• DATA FOR REVIEW:
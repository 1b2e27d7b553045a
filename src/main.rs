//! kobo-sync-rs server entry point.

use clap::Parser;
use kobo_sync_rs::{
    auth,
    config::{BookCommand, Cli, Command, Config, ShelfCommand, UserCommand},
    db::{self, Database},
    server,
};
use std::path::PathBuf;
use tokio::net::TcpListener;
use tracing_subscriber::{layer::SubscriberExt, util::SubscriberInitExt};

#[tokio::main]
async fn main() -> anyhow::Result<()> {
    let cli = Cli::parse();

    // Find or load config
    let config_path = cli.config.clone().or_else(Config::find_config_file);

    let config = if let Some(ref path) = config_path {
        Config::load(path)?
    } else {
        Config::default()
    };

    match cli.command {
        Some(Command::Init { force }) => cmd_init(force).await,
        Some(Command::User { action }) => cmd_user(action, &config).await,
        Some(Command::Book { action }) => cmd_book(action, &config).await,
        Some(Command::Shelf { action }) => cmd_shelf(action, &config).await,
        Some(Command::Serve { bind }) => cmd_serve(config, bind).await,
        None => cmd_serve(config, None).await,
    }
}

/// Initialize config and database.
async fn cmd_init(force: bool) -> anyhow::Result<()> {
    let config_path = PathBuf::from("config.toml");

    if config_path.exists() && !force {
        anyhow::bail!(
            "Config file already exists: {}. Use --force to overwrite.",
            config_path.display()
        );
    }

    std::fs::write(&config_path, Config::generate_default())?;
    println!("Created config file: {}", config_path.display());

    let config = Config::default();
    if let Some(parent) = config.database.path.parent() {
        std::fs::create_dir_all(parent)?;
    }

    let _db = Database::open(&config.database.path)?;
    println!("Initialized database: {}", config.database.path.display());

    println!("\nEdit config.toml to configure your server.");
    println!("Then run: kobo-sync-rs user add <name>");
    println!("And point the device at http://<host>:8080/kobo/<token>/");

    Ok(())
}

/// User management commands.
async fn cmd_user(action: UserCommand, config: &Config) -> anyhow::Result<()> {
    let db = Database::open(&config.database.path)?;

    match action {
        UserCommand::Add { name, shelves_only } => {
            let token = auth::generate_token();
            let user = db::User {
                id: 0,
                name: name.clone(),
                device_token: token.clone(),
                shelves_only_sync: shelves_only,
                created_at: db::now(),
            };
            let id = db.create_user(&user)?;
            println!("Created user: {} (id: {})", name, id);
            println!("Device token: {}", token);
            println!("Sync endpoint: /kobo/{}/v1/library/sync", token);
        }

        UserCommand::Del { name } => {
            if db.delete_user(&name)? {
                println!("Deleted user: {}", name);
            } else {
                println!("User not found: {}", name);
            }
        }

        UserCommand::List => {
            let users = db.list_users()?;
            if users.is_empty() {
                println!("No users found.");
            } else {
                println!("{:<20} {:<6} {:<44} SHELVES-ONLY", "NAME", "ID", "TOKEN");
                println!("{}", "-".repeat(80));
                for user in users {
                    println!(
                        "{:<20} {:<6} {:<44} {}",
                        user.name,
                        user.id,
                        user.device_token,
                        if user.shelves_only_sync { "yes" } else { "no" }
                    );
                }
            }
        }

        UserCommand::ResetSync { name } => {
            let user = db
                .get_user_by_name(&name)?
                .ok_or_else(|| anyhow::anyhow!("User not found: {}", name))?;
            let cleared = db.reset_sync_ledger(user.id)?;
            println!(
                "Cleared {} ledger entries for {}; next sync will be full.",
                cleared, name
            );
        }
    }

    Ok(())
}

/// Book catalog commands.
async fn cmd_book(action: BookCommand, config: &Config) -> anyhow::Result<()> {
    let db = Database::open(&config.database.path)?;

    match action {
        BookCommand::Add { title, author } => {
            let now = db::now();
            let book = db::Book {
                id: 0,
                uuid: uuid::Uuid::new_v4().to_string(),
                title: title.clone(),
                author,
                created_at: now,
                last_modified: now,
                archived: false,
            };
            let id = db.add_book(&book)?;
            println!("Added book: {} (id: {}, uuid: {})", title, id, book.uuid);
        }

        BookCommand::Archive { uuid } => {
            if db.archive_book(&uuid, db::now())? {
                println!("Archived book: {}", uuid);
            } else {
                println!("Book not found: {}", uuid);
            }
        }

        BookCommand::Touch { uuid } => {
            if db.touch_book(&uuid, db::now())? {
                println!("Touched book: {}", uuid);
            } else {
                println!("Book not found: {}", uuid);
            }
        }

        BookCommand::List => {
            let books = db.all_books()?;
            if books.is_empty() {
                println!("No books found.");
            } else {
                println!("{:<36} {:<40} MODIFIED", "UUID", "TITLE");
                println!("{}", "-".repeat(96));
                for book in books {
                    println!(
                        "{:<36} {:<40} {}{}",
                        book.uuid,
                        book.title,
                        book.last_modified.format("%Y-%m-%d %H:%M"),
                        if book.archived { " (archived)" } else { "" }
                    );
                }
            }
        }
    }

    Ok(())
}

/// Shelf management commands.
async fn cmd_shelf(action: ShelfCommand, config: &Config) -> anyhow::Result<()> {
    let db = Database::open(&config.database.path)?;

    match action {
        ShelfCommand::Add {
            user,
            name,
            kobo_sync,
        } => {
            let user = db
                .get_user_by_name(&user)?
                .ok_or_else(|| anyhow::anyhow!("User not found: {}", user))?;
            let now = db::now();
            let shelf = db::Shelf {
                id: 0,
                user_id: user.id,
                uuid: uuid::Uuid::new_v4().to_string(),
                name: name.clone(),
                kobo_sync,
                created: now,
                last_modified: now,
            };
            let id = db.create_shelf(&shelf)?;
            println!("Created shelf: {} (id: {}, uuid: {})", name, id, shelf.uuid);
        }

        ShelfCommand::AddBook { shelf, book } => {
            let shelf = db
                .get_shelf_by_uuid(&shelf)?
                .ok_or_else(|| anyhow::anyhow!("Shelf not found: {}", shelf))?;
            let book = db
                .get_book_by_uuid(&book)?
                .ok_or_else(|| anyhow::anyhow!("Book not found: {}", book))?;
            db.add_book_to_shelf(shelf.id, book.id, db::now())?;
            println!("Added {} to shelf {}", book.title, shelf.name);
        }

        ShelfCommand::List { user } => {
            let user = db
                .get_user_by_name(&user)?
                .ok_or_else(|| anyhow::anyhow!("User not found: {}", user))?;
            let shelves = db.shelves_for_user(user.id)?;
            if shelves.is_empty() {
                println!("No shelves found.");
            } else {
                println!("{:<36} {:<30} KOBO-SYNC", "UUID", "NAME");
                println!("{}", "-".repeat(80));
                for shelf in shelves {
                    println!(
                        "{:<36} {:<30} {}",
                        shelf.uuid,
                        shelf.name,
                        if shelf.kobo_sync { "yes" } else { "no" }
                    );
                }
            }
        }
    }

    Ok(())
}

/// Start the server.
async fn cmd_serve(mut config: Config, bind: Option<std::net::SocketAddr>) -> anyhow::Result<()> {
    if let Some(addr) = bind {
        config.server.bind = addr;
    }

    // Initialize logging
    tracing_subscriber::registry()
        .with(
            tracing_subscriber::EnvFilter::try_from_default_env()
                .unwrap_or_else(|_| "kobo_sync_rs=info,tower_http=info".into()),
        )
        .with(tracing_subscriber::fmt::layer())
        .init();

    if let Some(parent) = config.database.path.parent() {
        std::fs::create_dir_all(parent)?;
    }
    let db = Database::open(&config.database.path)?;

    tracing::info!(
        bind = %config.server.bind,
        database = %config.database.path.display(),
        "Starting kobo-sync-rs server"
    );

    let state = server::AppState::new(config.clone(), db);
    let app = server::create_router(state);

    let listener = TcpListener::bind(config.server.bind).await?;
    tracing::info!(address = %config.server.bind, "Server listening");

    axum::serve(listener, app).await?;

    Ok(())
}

• EXERCISE OBJECTIVE: Copy the data exactly as it was presented.

• SOLUTION:
repository 1b2e27d7b553045a
filename src/main.rs
//! kobo-sync-rs server entry point.

use clap::Parser;
use kobo_sync_rs::{
    auth,
    config::{BookCommand, Cli, Command, Config, ShelfCommand, UserCommand},
    db::{self, Database},
    server,
};
use std::path::PathBuf;
use tokio::net::TcpListener;
use tracing_subscriber::{layer::SubscriberExt, util::SubscriberInitExt};

#[tokio::main]
async fn main() -> anyhow::Result<()> {
    let cli = Cli::parse();

    // Find or load config
    let config_path = cli.config.clone().or_else(Config::find_config_file);

    let config = if let Some(ref path) = config_path {
        Config::load(path)?
    } else {
        Config::default()
    };

    match cli.command {
        Some(Command::Init { force }) => cmd_init(force).await,
        Some(Command::User { action }) => cmd_user(action, &config).await,
        Some(Command::Book { action }) => cmd_book(action, &config).await,
        Some(Command::Shelf { action }) => cmd_shelf(action, &config).await,
        Some(Command::Serve { bind }) => cmd_serve(config, bind).await,
        None => cmd_serve(config, None).await,
    }
}

/// Initialize config and database.
async fn cmd_init(force: bool) -> anyhow::Result<()> {
    let config_path = PathBuf::from("config.toml");

    if config_path.exists() && !force {
        anyhow::bail!(
            "Config file already exists: {}. Use --force to overwrite.",
            config_path.display()
        );
    }

    std::fs::write(&config_path, Config::generate_default())?;
    println!("Created config file: {}", config_path.display());

    let config = Config::default();
    if let Some(parent) = config.database.path.parent() {
        std::fs::create_dir_all(parent)?;
    }

    let _db = Database::open(&config.database.path)?;
    println!("Initialized database: {}", config.database.path.display());

    println!("\nEdit config.toml to configure your server.");
    println!("Then run: kobo-sync-rs user add <name>");
    println!("And point the device at http://<host>:8080/kobo/<token>/");

    Ok(())
}

/// User management commands.
async fn cmd_user(action: UserCommand, config: &Config) -> anyhow::Result<()> {
    let db = Database::open(&config.database.path)?;

    match action {
        UserCommand::Add { name, shelves_only } => {
            let token = auth::generate_token();
            let user = db::User {
                id: 0,
                name: name.clone(),
                device_token: token.clone(),
                shelves_only_sync: shelves_only,
                created_at: db::now(),
            };
            let id = db.create_user(&user)?;
            println!("Created user: {} (id: {})", name, id);
            println!("Device token: {}", token);
            println!("Sync endpoint: /kobo/{}/v1/library/sync", token);
        }

        UserCommand::Del { name } => {
            if db.delete_user(&name)? {
                println!("Deleted user: {}", name);
            } else {
                println!("User not found: {}", name);
            }
        }

        UserCommand::List => {
            let users = db.list_users()?;
            if users.is_empty() {
                println!("No users found.");
            } else {
                println!("{:<20} {:<6} {:<44} SHELVES-ONLY", "NAME", "ID", "TOKEN");
                println!("{}", "-".repeat(80));
                for user in users {
                    println!(
                        "{:<20} {:<6} {:<44} {}",
                        user.name,
                        user.id,
                        user.device_token,
                        if user.shelves_only_sync { "yes" } else { "no" }
                    );
                }
            }
        }

        UserCommand::ResetSync { name } => {
            let user = db
                .get_user_by_name(&name)?
                .ok_or_else(|| anyhow::anyhow!("User not found: {}", name))?;
            let cleared = db.reset_sync_ledger(user.id)?;
            println!(
                "Cleared {} ledger entries for {}; next sync will be full.",
                cleared, name
            );
        }
    }

    Ok(())
}

/// Book catalog commands.
async fn cmd_book(action: BookCommand, config: &Config) -> anyhow::Result<()> {
    let db = Database::open(&config.database.path)?;

    match action {
        BookCommand::Add { title, author } => {
            let now = db::now();
            let book = db::Book {
                id: 0,
                uuid: uuid::Uuid::new_v4().to_string(),
                title: title.clone(),
                author,
                created_at: now,
                last_modified: now,
                archived: false,
            };
            let id = db.add_book(&book)?;
            println!("Added book: {} (id: {}, uuid: {})", title, id, book.uuid);
        }

        BookCommand::Archive { uuid } => {
            if db.archive_book(&uuid, db::now())? {
                println!("Archived book: {}", uuid);
            } else {
                println!("Book not found: {}", uuid);
            }
        }

        BookCommand::Touch { uuid } => {
            if db.touch_book(&uuid, db::now())? {
                println!("Touched book: {}", uuid);
            } else {
                println!("Book not found: {}", uuid);
            }
        }

        BookCommand::List => {
            let books = db.all_books()?;
            if books.is_empty() {
                println!("No books found.");
            } else {
                println!("{:<36} {:<40} MODIFIED", "UUID", "TITLE");
                println!("{}", "-".repeat(96));
                for book in books {
                    println!(
                        "{:<36} {:<40} {}{}",
                        book.uuid,
                        book.title,
                        book.last_modified.format("%Y-%m-%d %H:%M"),
                        if book.archived { " (archived)" } else { "" }
                    );
                }
            }
        }
    }

    Ok(())
}

/// Shelf management commands.
async fn cmd_shelf(action: ShelfCommand, config: &Config) -> anyhow::Result<()> {
    let db = Database::open(&config.database.path)?;

    match action {
        ShelfCommand::Add {
            user,
            name,
            kobo_sync,
        } => {
            let user = db
                .get_user_by_name(&user)?
                .ok_or_else(|| anyhow::anyhow!("User not found: {}", user))?;
            let now = db::now();
            let shelf = db::Shelf {
                id: 0,
                user_id: user.id,
                uuid: uuid::Uuid::new_v4().to_string(),
                name: name.clone(),
                kobo_sync,
                created: now,
                last_modified: now,
            };
            let id = db.create_shelf(&shelf)?;
            println!("Created shelf: {} (id: {}, uuid: {})", name, id, shelf.uuid);
        }

        ShelfCommand::AddBook { shelf, book } => {
            let shelf = db
                .get_shelf_by_uuid(&shelf)?
                .ok_or_else(|| anyhow::anyhow!("Shelf not found: {}", shelf))?;
            let book = db
                .get_book_by_uuid(&book)?
                .ok_or_else(|| anyhow::anyhow!("Book not found: {}", book))?;
            db.add_book_to_shelf(shelf.id, book.id, db::now())?;
            println!("Added {} to shelf {}", book.title, shelf.name);
        }

        ShelfCommand::List { user } => {
            let user = db
                .get_user_by_name(&user)?
                .ok_or_else(|| anyhow::anyhow!("User not found: {}", user))?;
            let shelves = db.shelves_for_user(user.id)?;
            if shelves.is_empty() {
                println!("No shelves found.");
            } else {
                println!("{:<36} {:<30} KOBO-SYNC", "UUID", "NAME");
                println!("{}", "-".repeat(80));
                for shelf in shelves {
                    println!(
                        "{:<36} {:<30} {}",
                        shelf.uuid,
                        shelf.name,
                        if shelf.kobo_sync { "yes" } else { "no" }
                    );
                }
            }
        }
    }

    Ok(())
}

/// Start the server.
async fn cmd_serve(mut config: Config, bind: Option<std::net::SocketAddr>) -> anyhow::Result<()> {
    if let Some(addr) = bind {
        config.server.bind = addr;
    }

    // Initialize logging
    tracing_subscriber::registry()
        .with(
            tracing_subscriber::EnvFilter::try_from_default_env()
                .unwrap_or_else(|_| "kobo_sync_rs=info,tower_http=info".into()),
        )
        .with(tracing_subscriber::fmt::layer())
        .init();

    if let Some(parent) = config.database.path.parent() {
        std::fs::create_dir_all(parent)?;
    }
    let db = Database::open(&config.database.path)?;

    tracing::info!(
        bind = %config.server.bind,
        database = %config.database.path.display(),
        "Starting kobo-sync-rs server"
    );

    let state = server::AppState::new(config.clone(), db);
    let app = server::create_router(state);

    let listener = TcpListener::bind(config.server.bind).await?;
    tracing::info!(address = %config.server.bind, "Server listening");

    axum::serve(listener, app).await?;

    Ok(())
}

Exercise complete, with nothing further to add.